El sistema lo aceptó durante un tiempo hasta que dejó de hacerlo. En 1988, fue arrestado por quien había sido su amigo, el comandante Guillermo González Calderoni. Diez meses en Puente Grande bastaron para comprender que los muros eran porosos: ahí dentro reforzó relaciones, afiló su instinto, y salió absuelto, con un préstamo de cien mil dólares de Aguilar Guajardo para reabrir su joyería. Porque si algo sabían sus clientes, era que Tomás tenía boca cerrada, gusto fino, y contactos imposibles.
Eso, hasta que hablar se volvió inevitable.

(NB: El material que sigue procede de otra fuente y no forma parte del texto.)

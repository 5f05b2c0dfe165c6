//! API request and response types

use serde::{Deserialize, Serialize};
use uuid::Uuid;

use crate::db::LexiconStats;

// Re-export shared types from jtyping-core
pub use jtyping_core::{
    AnswerOutcome, FilterOverrides, Prompt, QuizFilter, QuizType, RoundPhase, SubjectKind,
    Summary, Verdict,
};

/// Current state of a session's round, as shown to the renderer.
#[derive(Debug, Clone, Serialize, Deserialize)]
pub struct RoundView {
    pub session_id: Uuid,
    pub generation: u64,
    pub phase: RoundPhase,
    pub subject_kind: SubjectKind,
    pub quiz_type: QuizType,
    pub verdict: Verdict,
    pub answers: Vec<String>,
    pub prompt: Prompt,
    /// The filter matched nothing.
    pub empty: bool,
    pub filter: QuizFilter,
}

#[derive(Debug, Clone, Deserialize)]
pub struct AnswerRequest {
    #[serde(default)]
    pub input: String,
}

#[derive(Debug, Clone, Serialize)]
pub struct AnswerResponse {
    pub round: RoundView,
    pub verdict: Verdict,
    pub outcomes: Vec<AnswerOutcome>,
    /// Canonical answers for re-display, set on a correct verdict.
    pub display_answer: Option<String>,
    pub summary: Summary,
    pub summary_text: String,
}

#[derive(Debug, Clone, Serialize)]
pub struct StatsResponse {
    #[serde(flatten)]
    pub lexicon: LexiconStats,
    pub sessions: usize,
}
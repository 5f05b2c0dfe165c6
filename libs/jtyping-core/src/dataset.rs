//! Readers for the external datasets: kanjidic2 and JMdict in their
//! "simplified JSON" form, and the word frequency table.

use crate::error::Result;
use crate::migration::{migrate_frequencies_v1, FrequencyRecordV1};
use crate::types::{FrequencyEntry, KanjiEntry, ReadingMeaning, VocabularyEntry};
use serde::{Deserialize, Serialize};
use std::collections::BTreeMap;
use std::io::Read;

#[derive(Debug, Clone, Default, PartialEq, Serialize, Deserialize)]
#[serde(rename_all = "camelCase")]
pub struct Kanjidic2Misc {
    #[serde(default, skip_serializing_if = "Option::is_none")]
    pub grade: Option<u8>,
    #[serde(default, skip_serializing_if = "Option::is_none")]
    pub frequency: Option<u32>,
    #[serde(default)]
    pub stroke_counts: Vec<u32>,
    #[serde(default, skip_serializing_if = "Option::is_none")]
    pub jlpt_level: Option<u8>,
}

/// One kanjidic2 character, reduced to the fields the quiz reads.
#[derive(Debug, Clone, PartialEq, Serialize, Deserialize)]
#[serde(rename_all = "camelCase")]
pub struct Kanjidic2Character {
    pub literal: String,
    #[serde(default)]
    pub misc: Kanjidic2Misc,
    #[serde(default, skip_serializing_if = "Option::is_none")]
    pub reading_meaning: Option<ReadingMeaning>,
}

impl From<Kanjidic2Character> for KanjiEntry {
    fn from(c: Kanjidic2Character) -> Self {
        KanjiEntry {
            literal: c.literal,
            grade: c.misc.grade,
            frequency: c.misc.frequency,
            reading_meaning: c.reading_meaning,
        }
    }
}

#[derive(Debug, Deserialize)]
struct Kanjidic2 {
    characters: Vec<Kanjidic2Character>,
}

#[derive(Debug, Deserialize)]
struct JMdict {
    words: Vec<VocabularyEntry>,
}

pub fn read_kanjidic2<R: Read>(reader: R) -> Result<Vec<KanjiEntry>> {
    let dict: Kanjidic2 = serde_json::from_reader(reader)?;
    Ok(dict.characters.into_iter().map(KanjiEntry::from).collect())
}

pub fn read_jmdict<R: Read>(reader: R) -> Result<Vec<VocabularyEntry>> {
    let dict: JMdict = serde_json::from_reader(reader)?;
    Ok(dict.words)
}

#[derive(Debug, Deserialize)]
#[serde(untagged)]
enum ZipfValue {
    Score(f64),
    Group(BTreeMap<String, f64>),
}

#[derive(Debug, Deserialize)]
#[serde(untagged)]
enum FrequencyTable {
    Counts(Vec<FrequencyRecordV1>),
    Zipf(BTreeMap<String, ZipfValue>),
}

/// Read a frequency table, either `{"common": {text: zipf}, text: zipf}` or
/// a list of `{id, f}` raw counts. Output is Zipf-scaled; for the map form it
/// is ordered by text and scores listed under a group win over top-level
/// duplicates.
pub fn read_frequencies<R: Read>(reader: R) -> Result<Vec<FrequencyEntry>> {
    let table: FrequencyTable = serde_json::from_reader(reader)?;
    let entries = match table {
        FrequencyTable::Counts(records) => migrate_frequencies_v1(&records),
        FrequencyTable::Zipf(map) => {
            let mut scores = BTreeMap::new();
            let mut grouped = BTreeMap::new();
            for (key, value) in map {
                match value {
                    ZipfValue::Score(zipf) => {
                        scores.insert(key, zipf);
                    }
                    ZipfValue::Group(group) => grouped.extend(group),
                }
            }
            scores.extend(grouped);
            scores
                .into_iter()
                .map(|(id, zipf)| FrequencyEntry { id, zipf })
                .collect()
        }
    };
    Ok(entries)
}
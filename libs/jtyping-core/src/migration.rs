//! Versioned record schema.
//!
//! Each version bump is a set of pure record transforms; stores apply them
//! inside their own transaction and record the new version.

use crate::dataset::Kanjidic2Character;
use crate::error::{QuizError, Result};
use crate::types::{FrequencyEntry, KanjiEntry, VocabularyEntry};
use serde::{Deserialize, Serialize};

pub const SCHEMA_VERSION: u32 = 2;

/// Version 1 stored kanji bodies exactly as the dataset shipped them.
pub type KanjiRecordV1 = Kanjidic2Character;

/// Version 1 frequency row: raw corpus count.
#[derive(Debug, Clone, PartialEq, Eq, Serialize, Deserialize)]
pub struct FrequencyRecordV1 {
    pub id: String,
    pub f: u64,
}

/// Fail for schemas newer than this build understands.
pub fn check_version(found: u32) -> Result<()> {
    if found > SCHEMA_VERSION {
        return Err(QuizError::UnsupportedVersion(found));
    }
    Ok(())
}

pub fn migrate_kanji_v1(record: KanjiRecordV1) -> KanjiEntry {
    record.into()
}

/// Zipf score of a raw count: log10 of occurrences per billion words.
/// Counts of zero score zero.
pub fn zipf_from_count(count: u64, corpus_total: u64) -> f64 {
    if count == 0 || corpus_total == 0 {
        return 0.0;
    }
    (count as f64 * 1e9 / corpus_total as f64).log10()
}

pub fn migrate_frequency_v1(record: &FrequencyRecordV1, corpus_total: u64) -> FrequencyEntry {
    FrequencyEntry {
        id: record.id.clone(),
        zipf: zipf_from_count(record.f, corpus_total),
    }
}

pub fn migrate_frequencies_v1(records: &[FrequencyRecordV1]) -> Vec<FrequencyEntry> {
    let total = records.iter().map(|r| r.f).sum();
    records
        .iter()
        .map(|r| migrate_frequency_v1(r, total))
        .collect()
}

/// Rows of the derived spelling index for one entry: its common kanji
/// spellings, deduplicated.
pub fn spelling_index(entry: &VocabularyEntry) -> Vec<String> {
    let mut spellings = entry.common_spellings();
    spellings.sort();
    spellings.dedup();
    spellings
}
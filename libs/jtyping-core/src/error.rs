//! Error types for jtyping-core.

use thiserror::Error;

/// Result type alias using QuizError.
pub type Result<T> = std::result::Result<T, QuizError>;

/// Errors raised by the quiz engine. All of them are recoverable by the
/// caller; none should reach the user as a hard failure.
#[derive(Debug, Error)]
pub enum QuizError {
    #[error("no candidates match the active filter")]
    NoCandidates,

    #[error("answer {input:?} contains characters outside the kana script")]
    MalformedAnswer { input: String },

    #[error("answer {input:?} does not fit the shape of {surface:?}")]
    ShapeMismatch { input: String, surface: String },

    #[error("data integrity: {0}")]
    DataIntegrity(String),

    #[error("invalid filter: {0}")]
    InvalidFilter(String),

    #[error("invalid dataset: {0}")]
    Dataset(#[from] serde_json::Error),

    #[error("unsupported schema version {0}")]
    UnsupportedVersion(u32),
}

impl QuizError {
    /// Whether the error means "refuse to submit" rather than a data problem.
    pub fn is_rejected_input(&self) -> bool {
        matches!(self, Self::MalformedAnswer { .. } | Self::ShapeMismatch { .. })
    }
}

Los últimos años, la fractura final con el Cártel de Juárez y su conversión a testigo de la PGR
Tras sobrevivir a un atentado que casi lo borra del mapa tras una disputa financiera con Lupercio a mediados de los noventa, McGregor, herido en la confianza, supo que el silencio ya no bastaba. Carrillo y Aguilar intervinieron para pacificar el asunto, incluso lo invitaron a la boda de Martha Carrillo Fuentes. Pero el equilibrio estaba roto. Las viejas amistades se resquebrajaban. El joyero ya no solo vendía piedras: cargaba verdades.
Su transición a testigo protegido no fue un acto de redención, sino una movida estratégica. El expediente 101/2007 documenta sus confesiones ―que no eran simples declaraciones― sino autopsias de un país tomado por el narco. Reveló cómo la Policía Judicial Federal simuló operativos, cómo los cargamentos se pactaban con cuotas del 40% para el cártel mexicano, o cómo generales, abogados y empresarios “blanqueaban” la cocaína con sellos oficiales.
La protección y el contubernio con autoridades del Estado mexicano
De acuerdo con el testimonial de Tomás Colsa, rendida ante el Ministerio Público, entre los comandantes que brindaban protección a cambio de dinero a “El Señor de los Cielos” figuran: Chao López, Heriberto Garza, Adrián Carrera Fuentes, Víctor Patiño Esquivel, José Luis Patiño Esquivel, Guillermo González Calderoni, Javier Gómez, José Antonio García Torres, Miguel Silva Caballero, entre otros.
Todos contaban con la protección de integrantes del Ejército Mexicano, entre ellos el general Óscar Sánchez Suazo y el teniente coronel Javier Pérez Patiño. McGregor tuvo trato directo con ambos durante una celebración realizada en el rancho Santa Anita, en Jalisco, con motivo del cumpleaños de Guadalupe Quintero Payán, hermana de Juan José Quintero Payán, apodado como “Don Juanjo” y el segundo hombre más importante del Cártel de Juárez.
Las consecuencias de estos dichos fueron múltiples: se reabrieron investigaciones, se documentaron vínculos entre el narco y el Ejército. Pero, ante todo, se demostró que el crimen organizado no era ―ni es actualmente― externo al Estado, sino parte de su columna vertebral.